CHAPTER V.

PIONEER LIFE. (CONT'D)

BEE HUNTING.

This wild recreation was a peculiar one and many a sturdy pioneer gloried in excelling in this art. He would carefully watch a bee as it filled itself with the product of some sweet flower or leaf bud or water and notice particularly the direction taken by it as it struck a "bee-line" for its home, which, when found, would generally be high up in the hollow of some tree. The tree would be marked, and in the fall a party would go and cut down the tree and capture the honey as quick as they could before it wasted away through the broken walls in which it had been so carefully stowed by the busy little bee. Several gallons would often be taken from a single tree, and by a very little work, and pleasant at that, the early settlers could keep themselves in honey the year round. By the time the honey was a year old it would turn white and granulate, yet be as good and healthful as when fresh. This was called by some "candied" honey. Another plan of finding the nest was to take a little honey in a box, and burn it a little, so that it would scent the air. This never failed to draw bees if there were aay [any] near. Then the box would be put away and the bee followed. Every now and then the hunter would make some mark with his foot so that if he lost the bee he could "take a sight," and by following exactly the direction of the bee could find the honey, for the bees fly as straight as a bullet.

SNAKES.

In pioneer times snakes were numerous, such as the rattlesnake, massasauga, many varieties of large blue snake, garter, water snake and others. A few rattlesnakes were found in this region, and some very large ones, but they were not very numerous. The massasauga, which is often confused with the rattlesnake, were very plenty. They are an ugly looking snake, from eighteen inches to two feet in length, clumsy, and of a dirty brown color. They have three or four rattles, which they use as a warning. They are poisonous, but it was very seldom, if ever, that their bites prove fatal, or even resulted in much inconvenience to the unfortunate. A weed called "Indigo Weed,", which grows in this country, was much used for the bites, the recipe having been learned from an old Indian. Others found it just as effectual a cure to bury the foot--if that was the part bitten--in the cold mud for half an hour, pouring water upon it to keep up the moisture.

RELIGION.

The religious element in the life of the pioneer, was such as to attract the attention of those living in more favored places. The pioneer was no hypocrite. If he believed in horse-racing, whisky drinking, card-playing, or anything of like character, he practiced them openly and above board. If he was of a religious turn of mind, he was not ashamed to own it. He could truthfully sing,

"I'm not ashamed to own my Lord,
Or blush to speak His name."

But the pioneer clung to the faith of his fathers, for a time, at least. If he was a Presbyterian he was not ashamed of it, but rather prided himself on being one of the elect. If a Methodist, he was one to the fullest extent. He prayed long and loud, if the spirit moved him, and cared nothing for the empty form of religion.

AGRICULTURE.

In the earlier settlement of this section, ponds, marshes and swamps abounded, where to-day are found cultivated and fertile fields, the low and flat places were avoided for the higher grounds, not only on account of the wetness, but for sanitary reasons. Agricultural implements and the mode of tilling the soil were necessarily much more rude than at the present day.

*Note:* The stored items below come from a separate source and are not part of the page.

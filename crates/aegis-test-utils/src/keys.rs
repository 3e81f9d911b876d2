// keys: fixed-seed ed25519 fixtures for signature tests.
//
// All test signatures come from one deterministic key so fixtures stay
// byte-stable across runs; trust stores are built from its public half.

use aegis_updates::{SignatureEnvelope, SigningMetadata, encode_envelopes};
use ed25519_dalek::SigningKey;

/// Signer name used across all test fixtures.
pub const TEST_SIGNER: &str = "release";

/// The deterministic test signing key.
pub fn signing_key() -> SigningKey {
    SigningKey::from_bytes(&[42u8; 32])
}

/// Hex public key for config / trust-store construction.
pub fn public_key_hex() -> String {
    hex::encode(signing_key().verifying_key().to_bytes())
}

/// Produce `.sig` bytes binding `data` to a resource identifier + version.
pub fn sign_resource(data: &[u8], identifier: &str, version: &str) -> Vec<u8> {
    let meta = SigningMetadata::resource(identifier, version);
    let envelope = SignatureEnvelope::create(&signing_key(), TEST_SIGNER, data, &meta);
    encode_envelopes(&[envelope]).expect("encode envelope")
}

/// Produce `.sig` bytes for an index file fetched under `wire_path`.
pub fn sign_index(data: &[u8], wire_path: &str) -> Vec<u8> {
    let meta = SigningMetadata::index(wire_path);
    let envelope = SignatureEnvelope::create(&signing_key(), TEST_SIGNER, data, &meta);
    encode_envelopes(&[envelope]).expect("encode envelope")
}
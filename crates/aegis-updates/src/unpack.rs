//! Archive unpacking: single-member gzip and whole-archive zip.
//!
//! Both formats extract into the staging directory first and land with a
//! rename. Zip extraction caps every decompressed file at [`MAX_UNPACKED_FILE_SIZE`]
//! and restores stored directory and file modes.

use std::fs::File;
use std::io::{self, Read, Write};
use std::path::{Path, PathBuf};

use flate2::read::GzDecoder;
use tracing::{debug, warn};
use zip::ZipArchive;

use crate::error::{UpdateError, UpdateResult};
use crate::registry::Registry;

/// Upper bound on a single decompressed zip member.
pub(crate) const MAX_UNPACKED_FILE_SIZE: u64 = 1_000_000_000;

/// Unpack destination for an artifact: its storage path with the archive
/// extension stripped. `None` when the path has no extension.
pub(crate) fn unpacked_dir(artifact: &Path) -> Option<PathBuf> {
    artifact.extension()?;
    let stripped = artifact.with_extension("");
    (stripped != *artifact).then_some(stripped)
}

/// Stream-decode a single-member gzip file into `dest`.
pub(crate) fn unpack_gzip(tmp_dir: &Path, src: &Path, dest: &Path) -> UpdateResult<()> {
    let file = File::open(src).map_err(|e| UpdateError::io("opening archive", src, e))?;
    let mut decoder = GzDecoder::new(io::BufReader::new(file));

    let mut staged = tempfile::NamedTempFile::new_in(tmp_dir)
        .map_err(|e| UpdateError::io("creating staging file", tmp_dir, e))?;
    io::copy(&mut decoder, &mut staged)
        .map_err(|e| UpdateError::io("decoding gzip", src, e))?;
    staged.flush().map_err(|e| UpdateError::io("flushing staging file", staged.path(), e))?;
    staged
        .persist(dest)
        .map_err(|e| UpdateError::io("moving unpacked file into place", dest, e.error))?;
    Ok(())
}

/// Extract a zip archive into the directory `dest`.
pub(crate) fn unpack_zip(tmp_dir: &Path, src: &Path, dest: &Path) -> UpdateResult<()> {
    let subject = src.display().to_string();
    let file = File::open(src).map_err(|e| UpdateError::io("opening archive", src, e))?;
    let mut archive =
        ZipArchive::new(file).map_err(|e| UpdateError::parse(subject.as_str(), e.to_string()))?;

    let staged = tempfile::tempdir_in(tmp_dir)
        .map_err(|e| UpdateError::io("creating staging dir", tmp_dir, e))?;

    for i in 0..archive.len() {
        let mut entry = archive
            .by_index(i)
            .map_err(|e| UpdateError::parse(subject.as_str(), e.to_string()))?;
        let Some(rel) = entry.enclosed_name() else {
            return Err(UpdateError::parse(
                subject.as_str(),
                format!("unsafe entry path {:?}", entry.name()),
            ));
        };
        let out = staged.path().join(rel);

        if entry.is_dir() {
            std::fs::create_dir_all(&out)
                .map_err(|e| UpdateError::io("creating unpacked dir", &out, e))?;
            set_mode(&out, entry.unix_mode())?;
        } else {
            if let Some(parent) = out.parent() {
                std::fs::create_dir_all(parent)
                    .map_err(|e| UpdateError::io("creating unpacked dir", parent, e))?;
            }
            let mut target =
                File::create(&out).map_err(|e| UpdateError::io("creating unpacked file", &out, e))?;
            let copied = io::copy(&mut (&mut entry).take(MAX_UNPACKED_FILE_SIZE + 1), &mut target)
                .map_err(|e| UpdateError::io("writing unpacked file", &out, e))?;
            if copied > MAX_UNPACKED_FILE_SIZE {
                return Err(UpdateError::UnpackedTooLarge {
                    path: entry.name().to_owned(),
                });
            }
            set_mode(&out, entry.unix_mode())?;
        }
    }

    let staged_path = staged.keep();
    if let Err(e) = std::fs::rename(&staged_path, dest) {
        let _ = std::fs::remove_dir_all(&staged_path);
        let _ = std::fs::remove_dir_all(dest);
        return Err(UpdateError::io("moving unpacked dir into place", dest, e));
    }
    Ok(())
}

#[cfg(unix)]
fn set_mode(path: &Path, mode: Option<u32>) -> UpdateResult<()> {
    use std::os::unix::fs::PermissionsExt;
    if let Some(mode) = mode {
        std::fs::set_permissions(path, std::fs::Permissions::from_mode(mode))
            .map_err(|e| UpdateError::io("setting unpacked mode", path, e))?;
    }
    Ok(())
}

#[cfg(not(unix))]
fn set_mode(_path: &Path, _mode: Option<u32>) -> UpdateResult<()> {
    Ok(())
}

impl Registry {
    /// Unpack the selected, locally available artifact of a resource,
    /// returning the unpacked path. An existing destination is treated as
    /// already unpacked.
    ///
    /// # Errors
    ///
    /// `NotFound` / `NoSelectedVersion` / `NotAvailableLocally` for missing
    /// inputs, `UnsupportedArchive` for formats other than gzip and zip.
    pub fn ensure_unpacked(&self, identifier: &str) -> UpdateResult<PathBuf> {
        let resource = self
            .get_resource(identifier)
            .ok_or_else(|| UpdateError::NotFound(identifier.to_owned()))?;
        let selected = resource
            .selected_version()
            .ok_or_else(|| UpdateError::NoSelectedVersion(identifier.to_owned()))?;
        if !selected.available {
            return Err(UpdateError::NotAvailableLocally(identifier.to_owned()));
        }
        let (versioned, path) = self.storage_path_for(identifier, &selected.version);
        self.unpack_artifact(&versioned, &path)
    }

    pub(crate) fn unpack_artifact(&self, versioned: &str, path: &Path) -> UpdateResult<PathBuf> {
        let dest = unpacked_dir(path)
            .ok_or_else(|| UpdateError::UnsupportedArchive(versioned.to_owned()))?;
        if dest.exists() {
            debug!(path = %dest.display(), "already unpacked");
            return Ok(dest);
        }

        let tmp = self.cfg.tmp_dir();
        std::fs::create_dir_all(&tmp)
            .map_err(|e| UpdateError::io("creating tmp dir", &tmp, e))?;

        match path.extension().and_then(|ext| ext.to_str()) {
            Some("gz") => unpack_gzip(&tmp, path, &dest)?,
            Some("zip") => unpack_zip(&tmp, path, &dest)?,
            _ => return Err(UpdateError::UnsupportedArchive(versioned.to_owned())),
        }
        debug!(archive = %versioned, dest = %dest.display(), "unpacked");
        Ok(dest)
    }

    /// Unpack right after download when the identifier is configured for it.
    pub(crate) fn maybe_auto_unpack(&self, identifier: &str, versioned: &str, path: &Path) {
        if !self.cfg.auto_unpack.iter().any(|id| id == identifier) {
            return;
        }
        if let Err(e) = self.unpack_artifact(versioned, path) {
            warn!(identifier, error = %e, "auto-unpack failed");
        }
    }
}

#[cfg(test)]
mod tests {
    use super::*;
    use flate2::Compression;
    use flate2::write::GzEncoder;
    use zip::write::SimpleFileOptions;

    #[test]
    fn unpacked_dir_strips_the_extension() {
        assert_eq!(
            unpacked_dir(Path::new("/data/ui/app_v1-0-0.zip")),
            Some(PathBuf::from("/data/ui/app_v1-0-0"))
        );
        assert_eq!(unpacked_dir(Path::new("/data/core/portd_v1-0-0")), None);
    }

    #[test]
    fn gzip_round_trip() {
        let dir = tempfile::tempdir().unwrap();
        let tmp = dir.path().join("tmp");
        std::fs::create_dir_all(&tmp).unwrap();

        let archive = dir.path().join("intel_v1-0-0.gz");
        let mut encoder = GzEncoder::new(Vec::new(), Compression::default());
        encoder.write_all(b"intel feed contents").unwrap();
        std::fs::write(&archive, encoder.finish().unwrap()).unwrap();

        let dest = dir.path().join("intel_v1-0-0");
        unpack_gzip(&tmp, &archive, &dest).unwrap();
        assert_eq!(std::fs::read(&dest).unwrap(), b"intel feed contents");
    }

    #[test]
    fn zip_extraction_recreates_tree() {
        let dir = tempfile::tempdir().unwrap();
        let tmp = dir.path().join("tmp");
        std::fs::create_dir_all(&tmp).unwrap();

        let archive = dir.path().join("ui_v1-0-0.zip");
        {
            let file = File::create(&archive).unwrap();
            let mut writer = zip::ZipWriter::new(file);
            writer
                .add_directory("assets/", SimpleFileOptions::default())
                .unwrap();
            writer
                .start_file(
                    "assets/index.html",
                    SimpleFileOptions::default().unix_permissions(0o644),
                )
                .unwrap();
            writer.write_all(b"<html></html>").unwrap();
            writer
                .start_file("run.sh", SimpleFileOptions::default().unix_permissions(0o755))
                .unwrap();
            writer.write_all(b"#!/bin/sh\n").unwrap();
            writer.finish().unwrap();
        }

        let dest = dir.path().join("ui_v1-0-0");
        unpack_zip(&tmp, &archive, &dest).unwrap();
        assert_eq!(
            std::fs::read(dest.join("assets/index.html")).unwrap(),
            b"<html></html>"
        );
        #[cfg(unix)]
        {
            use std::os::unix::fs::PermissionsExt;
            let mode = std::fs::metadata(dest.join("run.sh")).unwrap().permissions().mode();
            assert_eq!(mode & 0o777, 0o755);
        }
    }

    #[test]
    fn zip_rejects_escaping_paths() {
        let dir = tempfile::tempdir().unwrap();
        let tmp = dir.path().join("tmp");
        std::fs::create_dir_all(&tmp).unwrap();

        let archive = dir.path().join("evil_v1-0-0.zip");
        {
            let file = File::create(&archive).unwrap();
            let mut writer = zip::ZipWriter::new(file);
            writer
                .start_file("../escape.txt", SimpleFileOptions::default())
                .unwrap();
            writer.write_all(b"nope").unwrap();
            writer.finish().unwrap();
        }

        let dest = dir.path().join("evil_v1-0-0");
        let err = unpack_zip(&tmp, &archive, &dest);
        assert!(err.is_err());
        assert!(!dest.exists());
    }
}
#[cfg(test)]
mod tests {
    use super::*;
    use crate::config::PassphraseConfig;
    use safereport_core::{EnvelopeAlgorithm, KdfParams};
    use safereport_store::{MemoryStorage, StoreError};
    use serde_json::{json, Value};

    fn session(config: SessionConfig) -> CryptoSession<MemoryStorage> {
        CryptoSession::new(MemoryStorage::new(), config).unwrap()
    }

    fn with_passphrase() -> SessionConfig {
        SessionConfig::default().with_passphrase(
            PassphraseConfig::new("correct horse").with_kdf(KdfParams::insecure_for_tests()),
        )
    }

    #[tokio::test]
    async fn test_seal_open_uses_configured_algorithm() {
        for alg in [EnvelopeAlgorithm::Aes256Cbc, EnvelopeAlgorithm::Aes256Gcm] {
            let session = session(SessionConfig::default().with_algorithm(alg));
            let report = json!({"type": "safety_report", "location": "Main St"});

            let envelope = session.seal(&report).await.unwrap();
            assert_eq!(envelope.alg, alg);

            let opened: Value = session.open(&envelope).await.unwrap();
            assert_eq!(opened, report);
        }
    }

    #[tokio::test]
    async fn test_device_key_stable() {
        let session = session(SessionConfig::default());
        assert!(!session.has_device_key().await.unwrap());

        let a = session.device_key_hex().await.unwrap();
        let b = session.device_key_hex().await.unwrap();
        assert_eq!(a, b);
        assert_eq!(a.len(), 64);
        assert!(session.has_device_key().await.unwrap());
    }

    #[tokio::test]
    async fn test_reset_makes_old_envelopes_unreadable() {
        let session = session(SessionConfig::default());
        let envelope = session.seal(&json!({"n": 1})).await.unwrap();

        assert!(session.reset_device_key().await.unwrap());

        let err = session.open::<Value>(&envelope).await.unwrap_err();
        assert!(err.is_decryption_failure());
    }

    #[tokio::test]
    async fn test_wire_form_roundtrip() {
        let session = session(SessionConfig::default());
        let wire = session.seal_json(&vec![1, 2, 3]).await.unwrap();
        assert!(wire.contains("ivBase64"));

        let back: Vec<i32> = session.open_json(&wire).await.unwrap();
        assert_eq!(back, vec![1, 2, 3]);

        let err = session.open_json::<Value>("not json").await.unwrap_err();
        assert!(err.is_decryption_failure());
    }

    #[tokio::test]
    async fn test_custom_key_id() {
        let storage = Arc::new(MemoryStorage::new());
        let config = SessionConfig {
            key_id: "sr_key_v2".into(),
            ..SessionConfig::default()
        };
        let session = CryptoSession::with_storage(storage.clone(), config).unwrap();
        session.device_key().await.unwrap();

        assert!(storage.get("sr_key_v2").await.unwrap().is_some());
        assert!(storage.get("sr_key_v1").await.unwrap().is_none());
    }

    #[tokio::test]
    async fn test_corrupt_key_surfaces_as_store_error() {
        let storage = Arc::new(MemoryStorage::new());
        storage
            .set("sr_key_v1", "zz", Default::default())
            .await
            .unwrap();
        let session = CryptoSession::with_storage(storage, SessionConfig::default()).unwrap();

        assert!(matches!(
            session.seal(&1).await,
            Err(SessionError::Store(StoreError::CorruptKey { .. }))
        ));
    }

    #[test]
    fn test_protect_local_roundtrip() {
        let session = session(with_passphrase());
        let value = json!({"nested": {"list": [1, true, null, "x"]}, "n": 2.5});

        let sealed = session.protect_local(&value).unwrap();
        let back: Value = session.unprotect_local(&sealed).unwrap();
        assert_eq!(back, value);
    }

    #[test]
    fn test_protect_local_without_passphrase() {
        let session = session(SessionConfig::default());
        assert!(matches!(
            session.protect_local(&1),
            Err(SessionError::NotConfigured("passphrase"))
        ));
        assert!(matches!(
            session.unprotect_local::<Value>("srp1$..."),
            Err(SessionError::NotConfigured(_))
        ));
    }

    #[test]
    fn test_empty_passphrase_rejected_at_construction() {
        let config = SessionConfig::default().with_passphrase(PassphraseConfig::new(""));
        let result = CryptoSession::new(MemoryStorage::new(), config);
        assert!(matches!(
            result,
            Err(SessionError::Crypto(CryptoError::InvalidKey(_)))
        ));
    }

    #[tokio::test]
    async fn test_report_cache() {
        let session = session(SessionConfig::default())
            .with_record_cache(Arc::new(MemoryStorage::new()));
        let report = json!({"type": "safety_report", "location": "Main St"});

        session.cache_report("r1", &report).await.unwrap();
        let loaded: Value = session.load_report("r1").await.unwrap();
        assert_eq!(loaded, report);
        assert_eq!(session.cached_reports().await.unwrap(), vec!["r1".to_string()]);

        assert!(session.forget_report("r1").await.unwrap());
        assert!(matches!(
            session.load_report::<Value>("r1").await,
            Err(SessionError::RecordNotFound(_))
        ));
    }

    #[tokio::test]
    async fn test_key_and_records_kept_apart() {
        let keys = Arc::new(MemoryStorage::new());
        let records = Arc::new(MemoryStorage::new());
        let session = CryptoSession::with_storage(keys.clone(), SessionConfig::default())
            .unwrap()
            .with_record_cache(records.clone());

        session.cache_report("r1", &json!({"n": 1})).await.unwrap();

        assert!(keys.get("sr_key_v1").await.unwrap().is_some());
        assert!(keys.list_records().await.unwrap().is_empty());
        assert!(records.get("sr_key_v1").await.unwrap().is_none());
        assert_eq!(records.list_records().await.unwrap(), vec!["r1".to_string()]);
    }

    #[tokio::test]
    async fn test_async_passphrase_matches_sync() {
        let session = session(with_passphrase());
        let value = json!({"draft": true, "items": [1, 2]});

        let sealed = session.protect_local_async(value.clone()).await.unwrap();
        let back: Value = session.unprotect_local(&sealed).unwrap();
        assert_eq!(back, value);

        let sealed = session.protect_local(&value).unwrap();
        let back: Value = session.unprotect_local_async(&sealed).await.unwrap();
        assert_eq!(back, value);
    }

    #[tokio::test]
    async fn test_async_passphrase_errors() {
        let session = session(with_passphrase());
        let err = session
            .unprotect_local_async::<Value>("srp1$argon2id$garbage")
            .await
            .unwrap_err();
        assert!(err.is_decryption_failure());

        let bare = self::session(SessionConfig::default());
        assert!(matches!(
            bare.protect_local_async(1).await,
            Err(SessionError::NotConfigured("passphrase"))
        ));
    }

    #[test]
    fn test_debug_hides_secrets() {
        let session = session(with_passphrase());
        let debug = format!("{:?}", session);
        assert!(!debug.contains("correct horse"));
    }
}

In the cultivation of wheat the land was planted the same as to-day, then it was often harrowed with a wooden-toothed harrow, or smoothed by dragging over the ground a heavy brush, weighed down, with a stick of timber. It was then sown broadcast by hand, at the rate of about a bushel and a quarter to the acre, and harrowed in with the brush. The implement used to cut the wheat was either the sickle or the cradle. The sickle was almost identical with the "grass hook" in use, and the cradle was a scythe fastened to a frame of wood, with long, bending teeth, or strips of wood, for cutting and laying the grain in swaths. There were few farmers who did not know how to swing the scythe or cradle, and there was no more pleasant picture on a farm than a gang of workmen in the harvest field, nor a more hilarious crowd. Three cradles would cut about ten acres a day. One binder was expected to keep up with the cradle. Barns for the storage of the unthreshed grain are comparatively a "modern invention," and as soon as the shock was supposed to be sufficiently cured, it was hauled to some place on the farm convenient for threshing, and there put in stack. The threshing was performed in one of the two ways, by flail or tramping with horses. The flail was used in stormy weather, on the sheltered floor, or when the farm work was not pressing; the threshing by tramping commonly in clear weather, on a level and well tramped clay floor. The bundles were piled in a circle of about fifteen to twenty feet in diameter, and four to six horses driven over the straw. One or two hands turned over and kept the straw in place. When sufficiently tramped the straw was turned into a rick or stack, and the wheat cleared by a "fanning mill," and before fanning mills were introduced, by letting it fall from the height of ten or twelve feet, subjected to the action of the wind, when it was supposed to be ready for the mill or market.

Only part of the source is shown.